> Exercise description
Everything from the line with "pub mod compose;" through the last line of the records below should be copied exactly, both ends included.

> Source data
//! DSV environment descriptions.
//!
//! A `.dsv` file is the shell-independent form of an environment hook: one
//! operation per line, fields separated by `;`.
//!
//! ```text
//! prepend-non-duplicate;AMENT_PREFIX_PATH;
//! set;DEMO_HOME;share/demo
//! source;share/demo/hook/rebar3_demo_ament_prefix_path.dsv
//! ```
//!
//! Values are relative to the install prefix that contains the file; an empty
//! value stands for the prefix itself.

use std::collections::BTreeMap;
use std::fmt;
use std::path::{Path, PathBuf};
use std::str::FromStr;

use crate::environment::errors::EnvironmentError;

/// Operation performed by one DSV line.
#[derive(Debug, Clone, Copy, PartialEq, Eq)]
pub enum DsvOperation {
    PrependNonDuplicate,
    PrependNonDuplicateIfExists,
    AppendNonDuplicate,
    Set,
    SetIfUnset,
    Source,
}

impl DsvOperation {
    pub fn as_str(&self) -> &'static str {
        match self {
            DsvOperation::PrependNonDuplicate => "prepend-non-duplicate",
            DsvOperation::PrependNonDuplicateIfExists => "prepend-non-duplicate-if-exists",
            DsvOperation::AppendNonDuplicate => "append-non-duplicate",
            DsvOperation::Set => "set",
            DsvOperation::SetIfUnset => "set-if-unset",
            DsvOperation::Source => "source",
        }
    }
}

impl fmt::Display for DsvOperation {
    fn fmt(&self, f: &mut fmt::Formatter<'_>) -> fmt::Result {
        f.write_str(self.as_str())
    }
}

impl FromStr for DsvOperation {
    type Err = String;

    fn from_str(s: &str) -> Result<Self, Self::Err> {
        match s {
            "prepend-non-duplicate" => Ok(DsvOperation::PrependNonDuplicate),
            "prepend-non-duplicate-if-exists" => Ok(DsvOperation::PrependNonDuplicateIfExists),
            "append-non-duplicate" => Ok(DsvOperation::AppendNonDuplicate),
            "set" => Ok(DsvOperation::Set),
            "set-if-unset" => Ok(DsvOperation::SetIfUnset),
            "source" => Ok(DsvOperation::Source),
            other => Err(format!("unknown operation `{}`", other)),
        }
    }
}

/// One parsed DSV line.
#[derive(Debug, Clone, PartialEq, Eq)]
pub enum DsvEntry {
    /// Modify an environment variable
    Variable {
        operation: DsvOperation,
        name: String,
        values: Vec<String>,
    },
    /// Source another file, relative to the prefix
    Source { path: String },
}

impl DsvEntry {
    /// Prepend `value` (relative to the prefix) to `name`, skipping duplicates.
    pub fn prepend(name: impl Into<String>, value: impl Into<String>) -> Self {
        DsvEntry::Variable {
            operation: DsvOperation::PrependNonDuplicate,
            name: name.into(),
            values: vec![value.into()],
        }
    }

    /// Source another DSV file.
    pub fn source(path: impl Into<String>) -> Self {
        DsvEntry::Source { path: path.into() }
    }
}

impl fmt::Display for DsvEntry {
    fn fmt(&self, f: &mut fmt::Formatter<'_>) -> fmt::Result {
        match self {
            DsvEntry::Variable {
                operation,
                name,
                values,
            } => write!(f, "{};{};{}", operation, name, values.join(";")),
            DsvEntry::Source { path } => write!(f, "source;{}", path),
        }
    }
}

/// Parse the contents of a DSV file. `path` is only used for error messages.
pub fn parse(content: &str, path: &Path) -> Result<Vec<DsvEntry>, EnvironmentError> {
    let mut entries = Vec::new();

    for (idx, line) in content.lines().enumerate() {
        let line = line.trim_end_matches('\r');
        if line.trim().is_empty() {
            continue;
        }

        let malformed = || EnvironmentError::MalformedLine {
            path: path.to_path_buf(),
            line: idx + 1,
            content: line.to_string(),
        };

        let mut fields = line.split(';');
        let operation: DsvOperation = fields
            .next()
            .and_then(|op| op.parse().ok())
            .ok_or_else(malformed)?;
        let name = fields.next().ok_or_else(malformed)?;
        if name.is_empty() {
            return Err(malformed());
        }

        if operation == DsvOperation::Source {
            entries.push(DsvEntry::source(name));
        } else {
            entries.push(DsvEntry::Variable {
                operation,
                name: name.to_string(),
                values: fields.map(str::to_string).collect(),
            });
        }
    }

    Ok(entries)
}

/// Render entries back into DSV text.
pub fn render(entries: &[DsvEntry]) -> String {
    let mut out = String::new();
    for entry in entries {
        out.push_str(&entry.to_string());
        out.push('\n');
    }
    out
}

fn resolve_value(prefix: &Path, value: &str) -> PathBuf {
    if value.is_empty() {
        prefix.to_path_buf()
    } else {
        prefix.join(value)
    }
}

fn split_path_list(value: &str) -> Vec<PathBuf> {
    std::env::split_paths(value)
        .filter(|p| !p.as_os_str().is_empty())
        .collect()
}

fn join_path_list(variable: &str, paths: &[PathBuf]) -> Result<String, EnvironmentError> {
    let joined = std::env::join_paths(paths).map_err(|e| EnvironmentError::InvalidValue {
        variable: variable.to_string(),
        message: e.to_string(),
    })?;
    Ok(joined.to_string_lossy().into_owned())
}

/// Apply a variable entry installed under `prefix` to `env`.
///
/// `Source` entries are ignored here; following them needs file access.
pub fn apply(
    env: &mut BTreeMap<String, String>,
    prefix: &Path,
    entry: &DsvEntry,
) -> Result<(), EnvironmentError> {
    let DsvEntry::Variable {
        operation,
        name,
        values,
    } = entry
    else {
        return Ok(());
    };

    match operation {
        DsvOperation::PrependNonDuplicate
        | DsvOperation::PrependNonDuplicateIfExists
        | DsvOperation::AppendNonDuplicate => {
            let mut new_paths: Vec<PathBuf> = values
                .iter()
                .map(|v| resolve_value(prefix, v))
                .collect();
            if *operation == DsvOperation::PrependNonDuplicateIfExists {
                new_paths.retain(|p| p.exists());
                if new_paths.is_empty() {
                    return Ok(());
                }
            }

            let existing: Vec<PathBuf> = env
                .get(name)
                .map(|v| split_path_list(v))
                .unwrap_or_default()
                .into_iter()
                .filter(|p| !new_paths.contains(p))
                .collect();

            let combined: Vec<PathBuf> = if *operation == DsvOperation::AppendNonDuplicate {
                existing.into_iter().chain(new_paths).collect()
            } else {
                new_paths.into_iter().chain(existing).collect()
            };
            let joined = join_path_list(name, &combined)?;
            env.insert(name.clone(), joined);
        }
        DsvOperation::Set | DsvOperation::SetIfUnset => {
            if *operation == DsvOperation::SetIfUnset && env.contains_key(name) {
                return Ok(());
            }
            let raw = values.join(";");
            let candidate = resolve_value(prefix, &raw);
            let value = if raw.is_empty() || candidate.exists() {
                candidate.to_string_lossy().into_owned()
            } else {
                raw
            };
            env.insert(name.clone(), value);
        }
        DsvOperation::Source => {}
    }

    Ok(())
}
//! Environment hooks, package scripts and command environment composition.

pub mod compose;
pub mod dsv;
pub mod errors;
pub mod hook;

pub use compose::{get_command_environment, process_environment, InstalledDependency};
pub use errors::EnvironmentError;
pub use hook::{create_environment_scripts, EnvironmentHook, HookMode};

> Task answer
pub mod compose;
pub mod dsv;
pub mod errors;
pub mod hook;

pub use compose::{get_command_environment, process_environment, InstalledDependency};
pub use errors::EnvironmentError;
pub use hook::{create_environment_scripts, EnvironmentHook, HookMode};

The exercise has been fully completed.